Squelched from the pages of Kafka on the Shore:

"Still, there's something in this photo of the nineteen-year-old that the middle-aged woman I know has lost forever. You might call it an outpouring of energy. Nothing showy, it's colorless, transparent, like fresh water secretly seeping out between rocks--a kind of natural, unspoiled appeal that shoots straight to your heart. That brilliant energy seeps out of her entire being as she sits there at the piano. Just by looking at that happy smile, you can trace the beautiful path that a contented heart must follow. Like a firefly's glow that persists long after it's disappeared into the darkness."
I want to draw this scene. I want to live it.

"'Tell me something,' Hoshino began. 
Are you really Colonel Sanders?'
Colonel Sanders cleared his throat. 'Not really. I'm just taking on his appearance for a time.'
'That's what I figured,' Hoshino said. 'So what are you really?'
'I don't have a name.'
'How do you get along without one?'
'No problem. Originally I don't have a name or shape.'
'So you're kind of like a fart.'"
That is powerful writing (or translation).

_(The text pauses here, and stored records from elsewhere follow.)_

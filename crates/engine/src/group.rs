//! Single-key grouping
//!
//! Partitions already filtered and sorted rows into labelled groups. Groups
//! appear in first-seen order and keep the incoming row order inside.

use std::collections::HashMap;

use crate::value::{CellValue, Row};

/// Label used for rows whose group value is null or absent
pub const EMPTY_GROUP_LABEL: &str = "(empty)";

/// A labelled run of rows
#[derive(Debug, Clone, PartialEq)]
pub struct RowGroup<'a> {
    pub label: String,
    pub rows: Vec<&'a Row>,
}

/// Stringified group key of a value
pub fn group_label(value: &CellValue) -> String {
    match value {
        CellValue::Null => EMPTY_GROUP_LABEL.to_string(),
        CellValue::Bool(true) => "Yes".to_string(),
        CellValue::Bool(false) => "No".to_string(),
        other => other.to_string(),
    }
}

pub fn group_rows<'a>(rows: &[&'a Row], field: &str) -> Vec<RowGroup<'a>> {
    let mut groups: Vec<RowGroup<'a>> = Vec::new();
    let mut index: HashMap<String, usize> = HashMap::new();

    for &row in rows {
        let label = group_label(row.value(field));
        match index.get(&label) {
            Some(&i) => groups[i].rows.push(row),
            None => {
                index.insert(label.clone(), groups.len());
                groups.push(RowGroup {
                    label,
                    rows: vec![row],
                });
            }
        }
    }

    groups
}
// =============================================================================
// Tests
// =============================================================================

#[cfg(test)]
mod tests {
    use super::*;
    use crate::column::SelectOption;

    fn columns() -> ColumnSet {
        ColumnSet::new(vec![
            ColumnDef::new("name", "Name", ColumnType::Text),
            ColumnDef::new("active", "Active", ColumnType::Toggle),
            ColumnDef::new("status", "Status", ColumnType::Select).with_options(vec![
                SelectOption::new("open", "Open"),
                SelectOption::new("closed", "Closed"),
            ]),
            ColumnDef::new("score", "Score", ColumnType::Number),
            ColumnDef::new("tags", "Tags", ColumnType::Tags),
            ColumnDef::new("due", "Due", ColumnType::Date),
        ])
        .unwrap()
    }

    fn rows() -> Vec<Row> {
        vec![
            Row::new("1")
                .with("name", "Bob")
                .with("active", true)
                .with("status", "open")
                .with("score", 10.0)
                .with("tags", vec!["Urgent", "vip"])
                .with("due", "2024-03-01"),
            Row::new("2")
                .with("name", "Ann")
                .with("active", false)
                .with("status", "closed")
                .with("score", 3.0)
                .with("tags", Vec::<String>::new()),
            Row::new("3").with("name", "").with("active", CellValue::Null),
        ]
    }

    fn ids(rows: &[&Row]) -> Vec<String> {
        rows.iter().map(|r| r.id().to_string()).collect()
    }

    fn run(rule: FilterRule) -> Vec<String> {
        let data = rows();
        let cols = columns();
        let refs: Vec<&Row> = data.iter().collect();
        ids(&apply_filters(refs, &cols, &[rule]))
    }

    #[test]
    fn test_text_operators() {
        assert_eq!(run(FilterRule::new("name", FilterOperator::Contains, "o")), vec!["1"]);
        assert_eq!(run(FilterRule::new("name", FilterOperator::Equals, "ANN")), vec!["2"]);
        assert_eq!(run(FilterRule::new("name", FilterOperator::NotContains, "b")), vec!["2", "3"]);
        assert_eq!(run(FilterRule::unary("name", FilterOperator::IsEmpty)), vec!["3"]);
        assert_eq!(run(FilterRule::unary("name", FilterOperator::IsNotEmpty)), vec!["1", "2"]);
    }

    #[test]
    fn test_toggle_is_false_includes_null() {
        assert_eq!(run(FilterRule::unary("active", FilterOperator::IsTrue)), vec!["1"]);
        assert_eq!(run(FilterRule::unary("active", FilterOperator::IsFalse)), vec!["2", "3"]);
    }

    #[test]
    fn test_select_empty_value_is_unconstrained() {
        assert_eq!(run(FilterRule::new("status", FilterOperator::Is, "")), vec!["1", "2", "3"]);
        assert_eq!(run(FilterRule::new("status", FilterOperator::Is, "open")), vec!["1"]);
        assert_eq!(run(FilterRule::new("status", FilterOperator::IsNot, "open")), vec!["2", "3"]);
    }

    #[test]
    fn test_number_operators() {
        assert_eq!(run(FilterRule::new("score", FilterOperator::Gt, "5")), vec!["1"]);
        assert_eq!(run(FilterRule::new("score", FilterOperator::Lte, "10")), vec!["1", "2"]);
        assert_eq!(run(FilterRule::new("score", FilterOperator::Eq, "3")), vec!["2"]);
        assert_eq!(run(FilterRule::new("score", FilterOperator::Neq, "3")), vec!["1"]);
        assert_eq!(run(FilterRule::unary("score", FilterOperator::IsEmpty)), vec!["3"]);
        assert_eq!(run(FilterRule::new("score", FilterOperator::Gt, "")), vec!["1", "2", "3"]);
        assert!(run(FilterRule::new("score", FilterOperator::Gt, "abc")).is_empty());
    }

    #[test]
    fn test_tags_operators() {
        assert_eq!(run(FilterRule::new("tags", FilterOperator::Contains, "urg")), vec!["1"]);
        assert_eq!(run(FilterRule::new("tags", FilterOperator::Contains, "")), vec!["1", "2", "3"]);
        assert_eq!(run(FilterRule::unary("tags", FilterOperator::IsEmpty)), vec!["2", "3"]);
        assert_eq!(run(FilterRule::unary("tags", FilterOperator::IsNotEmpty)), vec!["1"]);
    }

    #[test]
    fn test_date_operators() {
        assert_eq!(run(FilterRule::new("due", FilterOperator::Before, "2024-06-01")), vec!["1"]);
        assert!(run(FilterRule::new("due", FilterOperator::After, "2024-06-01")).is_empty());
        assert_eq!(run(FilterRule::new("due", FilterOperator::After, "")), vec!["1", "2", "3"]);
        assert_eq!(run(FilterRule::unary("due", FilterOperator::IsEmpty)), vec!["2", "3"]);
    }

    #[test]
    fn test_valueless_operator_clears_value() {
        let rule = FilterRule::new("name", FilterOperator::Contains, "abc")
            .with_operator(FilterOperator::IsEmpty);
        assert_eq!(rule.value, "");
        let json = serde_json::to_string(&rule).unwrap();
        assert_eq!(json, r#"{"field":"name","operator":"is_empty","value":""}"#);
    }

    #[test]
    fn test_unknown_field_and_foreign_operator_are_ignored() {
        assert_eq!(run(FilterRule::new("nope", FilterOperator::Contains, "x")), vec!["1", "2", "3"]);
        assert_eq!(run(FilterRule::unary("name", FilterOperator::IsTrue)), vec!["1", "2", "3"]);
    }

    #[test]
    fn test_filters_are_conjunctive() {
        let data = rows();
        let cols = columns();
        let refs: Vec<&Row> = data.iter().collect();
        let out = apply_filters(
            refs,
            &cols,
            &[
                FilterRule::new("score", FilterOperator::Gte, "1"),
                FilterRule::unary("active", FilterOperator::IsFalse),
            ],
        );
        assert_eq!(ids(&out), vec!["2"]);
    }

    #[test]
    fn test_search_matches_searchable_columns_only() {
        let data = rows();
        let cols = columns();
        let refs: Vec<&Row> = data.iter().collect();
        // "open" lives in a select column (searchable by default)
        assert_eq!(ids(&search(refs.clone(), &cols, "OPE")), vec!["1"]);
        // numbers are not searchable by default
        assert!(search(refs, &cols, "10").is_empty());
    }

    #[test]
    fn test_search_lists_match_any_element() {
        let cols = ColumnSet::new(vec![
            ColumnDef::new("tags", "Tags", ColumnType::Tags).with_searchable(true),
        ])
        .unwrap();
        let data = rows();
        let refs: Vec<&Row> = data.iter().collect();
        assert_eq!(ids(&search(refs, &cols, "VIP")), vec!["1"]);
    }

    #[test]
    fn test_empty_query_returns_same_allocation() {
        let data = rows();
        let cols = columns();
        let refs: Vec<&Row> = data.iter().collect();
        let ptr = refs.as_ptr();
        let out = search(refs, &cols, "");
        assert_eq!(out.as_ptr(), ptr);
    }

    #[test]
    fn test_whitespace_search_keeps_rows() {
        let data = rows();
        let cols = columns();
        let refs: Vec<&Row> = data.iter().collect();
        let ptr = refs.as_ptr();
        let out = search(refs, &cols, "   ");
        assert_eq!(out.len(), data.len());
        assert_eq!(out.as_ptr(), ptr);
        assert_eq!(ids(&search(out, &cols, "  ope\t")), vec!["1"]);
    }

    #[test]
    fn test_operators_for_types() {
        assert!(FilterOperator::Contains.applies_to(ColumnType::Tags));
        assert!(!FilterOperator::Equals.applies_to(ColumnType::Tags));
        assert_eq!(FilterOperator::default_for(ColumnType::Number), FilterOperator::Eq);
        assert!(!FilterOperator::IsTrue.needs_value());
        assert!(FilterOperator::Before.needs_value());
    }
}
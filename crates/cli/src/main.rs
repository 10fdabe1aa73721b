// gridkit CLI - headless data grid views
// Loads rows and column descriptors, applies a stored view state and prints
// or exports the result.

mod exit_codes;
mod state;
mod table;
mod view;

use std::path::{Path, PathBuf};
use std::process::ExitCode;

use clap::{Parser, Subcommand};
use simplelog::{ColorChoice, Config, LevelFilter, TermLogger, TerminalMode};

use gridkit_config::{JsonFileStore, Settings};
use gridkit_io::LoadError;

use exit_codes::{EXIT_ERROR, EXIT_SUCCESS, EXIT_USAGE};
use state::StateCommands;
use view::GridArgs;

#[derive(Parser)]
#[command(name = "gridkit")]
#[command(about = "Headless data grid: filter, sort, group and export tabular records")]
#[command(version)]
struct Cli {
    /// Settings file (default: <config dir>/gridkit/settings.json)
    #[arg(long, global = true, env = "GRIDKIT_CONFIG")]
    config: Option<PathBuf>,

    /// Directory holding stored view states (overrides storage.dir)
    #[arg(long, global = true, env = "GRIDKIT_STORE_DIR")]
    store_dir: Option<PathBuf>,

    /// Log level on stderr: off, error, warn, info, debug, trace
    #[arg(long, global = true)]
    log_level: Option<String>,

    #[command(subcommand)]
    command: Commands,
}

#[derive(Subcommand)]
enum Commands {
    /// Print the current view as a text table
    #[command(after_help = "\
Examples:
  gridkit show --rows people.json --columns columns.json
  gridkit show --rows people.csv --columns columns.json --view people --search ann
  gridkit show --rows people.json --columns columns.json --view people --limit 20")]
    Show {
        #[command(flatten)]
        grid: GridArgs,

        /// Print at most this many rows
        #[arg(long, short = 'n')]
        limit: Option<usize>,
    },

    /// Export the current view as CSV
    #[command(after_help = "\
Visible columns in display order; filtered and sorted rows. Grouping is
ignored and collapsed groups are included.

Examples:
  gridkit export --rows people.json --columns columns.json --view people
  gridkit export --rows people.json --columns columns.json -o people.csv
  gridkit export --rows people.json --columns columns.json -o - | head -5")]
    Export {
        #[command(flatten)]
        grid: GridArgs,

        /// Output file (default: export-<date>.csv, `-` for stdout)
        #[arg(long, short = 'o')]
        output: Option<PathBuf>,
    },

    /// Inspect and edit stored view states
    State {
        #[command(subcommand)]
        command: StateCommands,
    },
}

fn main() -> ExitCode {
    let cli = Cli::parse();

    let settings = match &cli.config {
        Some(path) => Settings::load_from(path),
        None => Settings::load(),
    };
    let level = match cli.log_level.as_deref().map(str::parse::<LevelFilter>) {
        None => settings.log_level_filter(),
        Some(Ok(level)) => level,
        Some(Err(_)) => {
            eprintln!("error: invalid --log-level (expected off, error, warn, info, debug or trace)");
            return ExitCode::from(EXIT_USAGE);
        }
    };
    init_logging(level);

    let store = JsonFileStore::new(cli.store_dir.clone().unwrap_or_else(|| settings.storage_dir()));
    log::debug!("view states in {}", store.dir().display());

    let result = match cli.command {
        Commands::Show { grid, limit } => view::cmd_show(&settings, store, &grid, limit),
        Commands::Export { grid, output } => view::cmd_export(&settings, store, &grid, output),
        Commands::State { command } => state::run(store, command),
    };

    match result {
        Ok(()) => ExitCode::from(EXIT_SUCCESS),
        Err(CliError { code, message, hint }) => {
            if !message.is_empty() {
                eprintln!("error: {}", message);
            }
            if let Some(hint) = hint {
                eprintln!("hint:  {}", hint);
            }
            ExitCode::from(code)
        }
    }
}

fn init_logging(level: LevelFilter) {
    if level == LevelFilter::Off {
        return;
    }
    // Only fails when a logger is already installed
    let _ = TermLogger::init(level, Config::default(), TerminalMode::Stderr, ColorChoice::Auto);
}

#[derive(Debug)]
pub struct CliError {
    pub code: u8,
    pub message: String,
    pub hint: Option<String>,
}

impl CliError {
    /// Bad arguments, missing files, unknown keys.
    pub fn args(msg: impl Into<String>) -> Self {
        Self { code: EXIT_USAGE, message: msg.into(), hint: None }
    }

    pub fn error(msg: impl Into<String>) -> Self {
        Self { code: EXIT_ERROR, message: msg.into(), hint: None }
    }

    /// Rows or columns that exist but could not be read.
    pub fn load(path: &Path, err: LoadError) -> Self {
        Self::error(format!("{}: {}", path.display(), err))
    }

    /// Add a hint to an existing error.
    pub fn with_hint(mut self, hint: impl Into<String>) -> Self {
        self.hint = Some(hint.into());
        self
    }
}
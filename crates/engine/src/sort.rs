//! Multi-key stable sorting
//!
//! Invariants:
//! - Rules apply in priority order; the first non-equal comparison wins
//! - Null (or absent) values sort last under both directions
//! - Complete ties keep their input order (stable sort)

use std::borrow::Cow;
use std::cmp::Ordering;

use serde::{Deserialize, Serialize};

use crate::column::{ColumnDef, ColumnSet};
use crate::value::{CellValue, Row};

/// Sort direction
#[derive(Debug, Clone, Copy, PartialEq, Eq, Hash, Serialize, Deserialize)]
#[serde(rename_all = "lowercase")]
pub enum SortDirection {
    Asc,
    Desc,
}

impl SortDirection {
    pub fn reversed(self) -> Self {
        match self {
            SortDirection::Asc => SortDirection::Desc,
            SortDirection::Desc => SortDirection::Asc,
        }
    }
}

/// One ordering constraint
#[derive(Debug, Clone, PartialEq, Eq, Hash, Serialize, Deserialize)]
pub struct SortRule {
    pub key: String,
    pub direction: SortDirection,
}

impl SortRule {
    pub fn asc(key: impl Into<String>) -> Self {
        Self {
            key: key.into(),
            direction: SortDirection::Asc,
        }
    }

    pub fn desc(key: impl Into<String>) -> Self {
        Self {
            key: key.into(),
            direction: SortDirection::Desc,
        }
    }
}

// =============================================================================
// Comparison
// =============================================================================

/// Locale-style string ordering: case-folded first, then lowercase before
/// uppercase for strings that differ only in case.
pub fn locale_cmp(a: &str, b: &str) -> Ordering {
    let folded = a.to_lowercase().cmp(&b.to_lowercase());
    if folded != Ordering::Equal {
        return folded;
    }
    b.cmp(a)
}

/// Type-aware comparison of two non-null values.
pub fn compare_values(a: &CellValue, b: &CellValue) -> Ordering {
    match (a, b) {
        (CellValue::Text(x), CellValue::Text(y)) => locale_cmp(x, y),
        (CellValue::Number(x), CellValue::Number(y)) => x.cmp(y),
        // false < true, i.e. 0/1
        (CellValue::Bool(x), CellValue::Bool(y)) => x.cmp(y),
        _ => locale_cmp(&a.to_string(), &b.to_string()),
    }
}

/// Compare under a direction. Nulls go last no matter the direction.
pub fn compare_directed(a: &CellValue, b: &CellValue, direction: SortDirection) -> Ordering {
    match (a.is_null(), b.is_null()) {
        (true, true) => Ordering::Equal,
        (true, false) => Ordering::Greater,
        (false, true) => Ordering::Less,
        (false, false) => {
            let ord = compare_values(a, b);
            match direction {
                SortDirection::Asc => ord,
                SortDirection::Desc => ord.reverse(),
            }
        }
    }
}

// =============================================================================
// Sorting
// =============================================================================

/// Stable multi-key sort. Rules naming unknown columns are skipped; an empty
/// rule list returns `rows` as given.
pub fn sort_rows<'a>(rows: Vec<&'a Row>, columns: &ColumnSet, sorts: &[SortRule]) -> Vec<&'a Row> {
    let rules: Vec<(&ColumnDef, SortDirection)> = sorts
        .iter()
        .filter_map(|rule| columns.get(&rule.key).map(|col| (col, rule.direction)))
        .collect();
    if rules.is_empty() {
        return rows;
    }

    // Resolve keys once per row; custom extractors may be expensive.
    let mut keyed: Vec<(Vec<Cow<'a, CellValue>>, &'a Row)> = rows
        .into_iter()
        .map(|row| {
            let keys = rules.iter().map(|(col, _)| col.sort_key(row)).collect();
            (keys, row)
        })
        .collect();

    // slice::sort_by is stable
    keyed.sort_by(|(ka, _), (kb, _)| {
        for (i, (_, direction)) in rules.iter().enumerate() {
            let ord = compare_directed(&ka[i], &kb[i], *direction);
            if ord != Ordering::Equal {
                return ord;
            }
        }
        Ordering::Equal
    });

    keyed.into_iter().map(|(_, row)| row).collect()
}

// =============================================================================
// Tests
// =============================================================================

Sopped up from last night's screening of Frühlingssinfonie:

"The Spring Symphony" roused in me indomitable desire. Desire for musical companionship, for communication, for insoluble bonds. The love story of Robert and Clara Schumann confirms the impermanence of human passion, but affirms that our art--the words, sounds, and images that outlive their smithers--may cheat change. 
In one scene, they swim in seas of white sheets and nightgowns to the swelling of his piano concerto, clinging to each other with a fury usually reserved for their respective roles as composer and performer; in the next moment, they are married strangers, regretful yet resolute. An abrupt ending: Robert dies young of syphilis, but Clara spends the next forty years performing and promulgating his works. Music tied them together in life and death; it was a strand that the Fates could not sever.

And a comment on music-marketing:

What does it take to make classical music appeal to contemporary audiences? Perhaps some proper exploiting, as this flyer does Symphonie Fantastique. Berlioz's audiences knew the stories behind his sounds; if our generation did as well, there would be hope for the genre.